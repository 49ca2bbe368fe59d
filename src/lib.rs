//! memtriage Library
//!
//! Drives a staged memory-forensics investigation (plan, validate, evaluate,
//! execute, triage, deeper analysis) and scales the analysis of collected
//! evidence past a single call's input limit by splitting it into persisted,
//! resumable chunks.

pub mod analysis;
pub mod case;
pub mod config;
pub mod logging;
pub mod pipeline;

pub use analysis::{
    AnalysisKind, AnalysisStage, Analyzer, AnalyzerError, ChunkSplitter, ChunkStore,
    CombinedResult, HeuristicTokenCounter, TokenCounter,
};
pub use case::CaseInputs;
pub use config::Settings;
pub use pipeline::{InvestigationState, Phase, PipelineEngine, TerminalStatus};
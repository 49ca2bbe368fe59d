//! Per-chunk usage accounting for a processing batch.
//!
//! The processor records one [`ChunkUsage`] per chunk it touched, including
//! chunks whose results were reused from disk. The summary is logged after
//! each batch and returned in the process report.

use std::time::{Duration, Instant};

/// How a chunk ended up in the batch.
#[derive(Debug, Clone, Copy, PartialEq, Eq)]
pub enum ChunkOutcome {
    /// Analyzed in this run
    Analyzed,
    /// Result loaded from a previous run
    Reused,
    /// Gave up after retries or a permanent error
    Failed,
}

/// Usage information for a single chunk.
#[derive(Debug, Clone, PartialEq)]
pub struct ChunkUsage {
    pub sequence_number: usize,
    /// Token count as recorded by the splitter
    pub tokens: usize,
    /// Wall time spent on this chunk, waits included
    pub duration: Duration,
    pub outcome: ChunkOutcome,
    /// Analyzer calls made; zero for reused chunks
    pub attempts: usize,
}

/// Summary report of a processing batch.
#[derive(Debug, Clone, PartialEq)]
pub struct UsageSummary {
    pub chunks_processed: usize,
    pub analyzed_chunks: usize,
    pub reused_chunks: usize,
    pub failed_chunks: usize,
    /// Tokens sent to the analyzer in this run (reused chunks excluded)
    pub tokens_sent: usize,
    pub total_duration: Duration,
    /// Share of chunks with a usable result, 0.0 - 1.0
    pub success_rate: f64,
    /// Calls beyond the first attempt of each chunk
    pub total_retries: usize,
}

/// Collects [`ChunkUsage`] records for one batch.
#[derive(Debug)]
pub struct TokenTracker {
    chunk_usage: Vec<ChunkUsage>,
    start_time: Instant,
}

impl TokenTracker {
    pub fn new() -> Self {
        Self {
            chunk_usage: Vec::new(),
            start_time: Instant::now(),
        }
    }

    pub fn record(&mut self, usage: ChunkUsage) {
        self.chunk_usage.push(usage);
    }

    /// Record a chunk whose result was already on disk.
    pub fn record_reused(&mut self, sequence_number: usize, tokens: usize) {
        self.record(ChunkUsage {
            sequence_number,
            tokens,
            duration: Duration::ZERO,
            outcome: ChunkOutcome::Reused,
            attempts: 0,
        });
    }

    pub fn get(&self, sequence_number: usize) -> Option<&ChunkUsage> {
        self.chunk_usage
            .iter()
            .find(|u| u.sequence_number == sequence_number)
    }

    pub fn all_chunks(&self) -> &[ChunkUsage] {
        &self.chunk_usage
    }

    pub fn elapsed(&self) -> Duration {
        self.start_time.elapsed()
    }

    pub fn summary(&self) -> UsageSummary {
        let count = |outcome: ChunkOutcome| {
            self.chunk_usage
                .iter()
                .filter(|u| u.outcome == outcome)
                .count()
        };

        let chunks_processed = self.chunk_usage.len();
        let analyzed_chunks = count(ChunkOutcome::Analyzed);
        let reused_chunks = count(ChunkOutcome::Reused);
        let failed_chunks = count(ChunkOutcome::Failed);

        let tokens_sent = self
            .chunk_usage
            .iter()
            .filter(|u| u.outcome != ChunkOutcome::Reused)
            .map(|u| u.tokens)
            .sum();

        let success_rate = if chunks_processed > 0 {
            (analyzed_chunks + reused_chunks) as f64 / chunks_processed as f64
        } else {
            0.0
        };

        let total_retries = self
            .chunk_usage
            .iter()
            .map(|u| u.attempts.saturating_sub(1))
            .sum();

        UsageSummary {
            chunks_processed,
            analyzed_chunks,
            reused_chunks,
            failed_chunks,
            tokens_sent,
            total_duration: self.elapsed(),
            success_rate,
            total_retries,
        }
    }

    /// Multi-line human-readable summary.
    pub fn format_summary(&self) -> String {
        let summary = self.summary();
        let mut output = String::new();

        output.push_str("Chunk analysis summary:\n");
        output.push_str(&format!(
            "   Chunks: {} ({} analyzed, {} reused, {} failed)\n",
            summary.chunks_processed,
            summary.analyzed_chunks,
            summary.reused_chunks,
            summary.failed_chunks
        ));
        output.push_str(&format!(
            "   Tokens sent: ~{}\n",
            format_number(summary.tokens_sent)
        ));
        output.push_str(&format!(
            "   Duration: {}\n",
            format_duration(summary.total_duration)
        ));
        output.push_str(&format!(
            "   Success rate: {:.0}%\n",
            summary.success_rate * 100.0
        ));
        if summary.total_retries > 0 {
            output.push_str(&format!("   Retries: {}\n", summary.total_retries));
        }

        output
    }
}

impl Default for TokenTracker {
    fn default() -> Self {
        Self::new()
    }
}

fn format_number(n: usize) -> String {
    let s = n.to_string();
    let mut result = String::new();
    for (i, c) in s.chars().rev().enumerate() {
        if i > 0 && i % 3 == 0 {
            result.push(',');
        }
        result.push(c);
    }
    result.chars().rev().collect()
}

fn format_duration(d: Duration) -> String {
    let secs = d.as_secs();
    if secs >= 60 {
        format!("{}m {}s", secs / 60, secs % 60)
    } else {
        format!("{}s", secs)
    }
}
★ ★ ★
*Directions*
Please give every entry again, precisely as it appears.

*Solution to this exercise*
repository 49ca2bbe368fe59d
filename src/lib.rs
//! memtriage Library
//!
//! Drives a staged memory-forensics investigation (plan, validate, evaluate,
//! execute, triage, deeper analysis) and scales the analysis of collected
//! evidence past a single call's input limit by splitting it into persisted,
//! resumable chunks.

pub mod analysis;
pub mod case;
pub mod config;
pub mod logging;
pub mod pipeline;

pub use analysis::{
    AnalysisKind, AnalysisStage, Analyzer, AnalyzerError, ChunkSplitter, ChunkStore,
    CombinedResult, HeuristicTokenCounter, TokenCounter,
};
pub use case::CaseInputs;
pub use config::Settings;
pub use pipeline::{InvestigationState, Phase, PipelineEngine, TerminalStatus};
repository 49ca2bbe368fe59d
//! Per-chunk usage accounting for a processing batch.
//!
//! The processor records one [`ChunkUsage`] per chunk it touched, including
//! chunks whose results were reused from disk. The summary is logged after
//! each batch and returned in the process report.

use std::time::{Duration, Instant};

/// How a chunk ended up in the batch.
#[derive(Debug, Clone, Copy, PartialEq, Eq)]
pub enum ChunkOutcome {
    /// Analyzed in this run
    Analyzed,
    /// Result loaded from a previous run
    Reused,
    /// Gave up after retries or a permanent error
    Failed,
}

/// Usage information for a single chunk.
#[derive(Debug, Clone, PartialEq)]
pub struct ChunkUsage {
    pub sequence_number: usize,
    /// Token count as recorded by the splitter
    pub tokens: usize,
    /// Wall time spent on this chunk, waits included
    pub duration: Duration,
    pub outcome: ChunkOutcome,
    /// Analyzer calls made; zero for reused chunks
    pub attempts: usize,
}

/// Summary report of a processing batch.
#[derive(Debug, Clone, PartialEq)]
pub struct UsageSummary {
    pub chunks_processed: usize,
    pub analyzed_chunks: usize,
    pub reused_chunks: usize,
    pub failed_chunks: usize,
    /// Tokens sent to the analyzer in this run (reused chunks excluded)
    pub tokens_sent: usize,
    pub total_duration: Duration,
    /// Share of chunks with a usable result, 0.0 - 1.0
    pub success_rate: f64,
    /// Calls beyond the first attempt of each chunk
    pub total_retries: usize,
}

/// Collects [`ChunkUsage`] records for one batch.
#[derive(Debug)]
pub struct TokenTracker {
    chunk_usage: Vec<ChunkUsage>,
    start_time: Instant,
}

impl TokenTracker {
    pub fn new() -> Self {
        Self {
            chunk_usage: Vec::new(),
            start_time: Instant::now(),
        }
    }

    pub fn record(&mut self, usage: ChunkUsage) {
        self.chunk_usage.push(usage);
    }

    /// Record a chunk whose result was already on disk.
    pub fn record_reused(&mut self, sequence_number: usize, tokens: usize) {
        self.record(ChunkUsage {
            sequence_number,
            tokens,
            duration: Duration::ZERO,
            outcome: ChunkOutcome::Reused,
            attempts: 0,
        });
    }

    pub fn get(&self, sequence_number: usize) -> Option<&ChunkUsage> {
        self.chunk_usage
            .iter()
            .find(|u| u.sequence_number == sequence_number)
    }

    pub fn all_chunks(&self) -> &[ChunkUsage] {
        &self.chunk_usage
    }

    pub fn elapsed(&self) -> Duration {
        self.start_time.elapsed()
    }

    pub fn summary(&self) -> UsageSummary {
        let count = |outcome: ChunkOutcome| {
            self.chunk_usage
                .iter()
                .filter(|u| u.outcome == outcome)
                .count()
        };

        let chunks_processed = self.chunk_usage.len();
        let analyzed_chunks = count(ChunkOutcome::Analyzed);
        let reused_chunks = count(ChunkOutcome::Reused);
        let failed_chunks = count(ChunkOutcome::Failed);

        let tokens_sent = self
            .chunk_usage
            .iter()
            .filter(|u| u.outcome != ChunkOutcome::Reused)
            .map(|u| u.tokens)
            .sum();

        let success_rate = if chunks_processed > 0 {
            (analyzed_chunks + reused_chunks) as f64 / chunks_processed as f64
        } else {
            0.0
        };

        let total_retries = self
            .chunk_usage
            .iter()
            .map(|u| u.attempts.saturating_sub(1))
            .sum();

        UsageSummary {
            chunks_processed,
            analyzed_chunks,
            reused_chunks,
            failed_chunks,
            tokens_sent,
            total_duration: self.elapsed(),
            success_rate,
            total_retries,
        }
    }

    /// Multi-line human-readable summary.
    pub fn format_summary(&self) -> String {
        let summary = self.summary();
        let mut output = String::new();

        output.push_str("Chunk analysis summary:\n");
        output.push_str(&format!(
            "   Chunks: {} ({} analyzed, {} reused, {} failed)\n",
            summary.chunks_processed,
            summary.analyzed_chunks,
            summary.reused_chunks,
            summary.failed_chunks
        ));
        output.push_str(&format!(
            "   Tokens sent: ~{}\n",
            format_number(summary.tokens_sent)
        ));
        output.push_str(&format!(
            "   Duration: {}\n",
            format_duration(summary.total_duration)
        ));
        output.push_str(&format!(
            "   Success rate: {:.0}%\n",
            summary.success_rate * 100.0
        ));
        if summary.total_retries > 0 {
            output.push_str(&format!("   Retries: {}\n", summary.total_retries));
        }

        output
    }
}

impl Default for TokenTracker {
    fn default() -> Self {
        Self::new()
    }
}

fn format_number(n: usize) -> String {
    let s = n.to_string();
    let mut result = String::new();
    for (i, c) in s.chars().rev().enumerate() {
        if i > 0 && i % 3 == 0 {
            result.push(',');
        }
        result.push(c);
    }
    result.chars().rev().collect()
}

fn format_duration(d: Duration) -> String {
    let secs = d.as_secs();
    if secs >= 60 {
        format!("{}m {}s", secs / 60, secs % 60)
    } else {
        format!("{}s", secs)
    }
}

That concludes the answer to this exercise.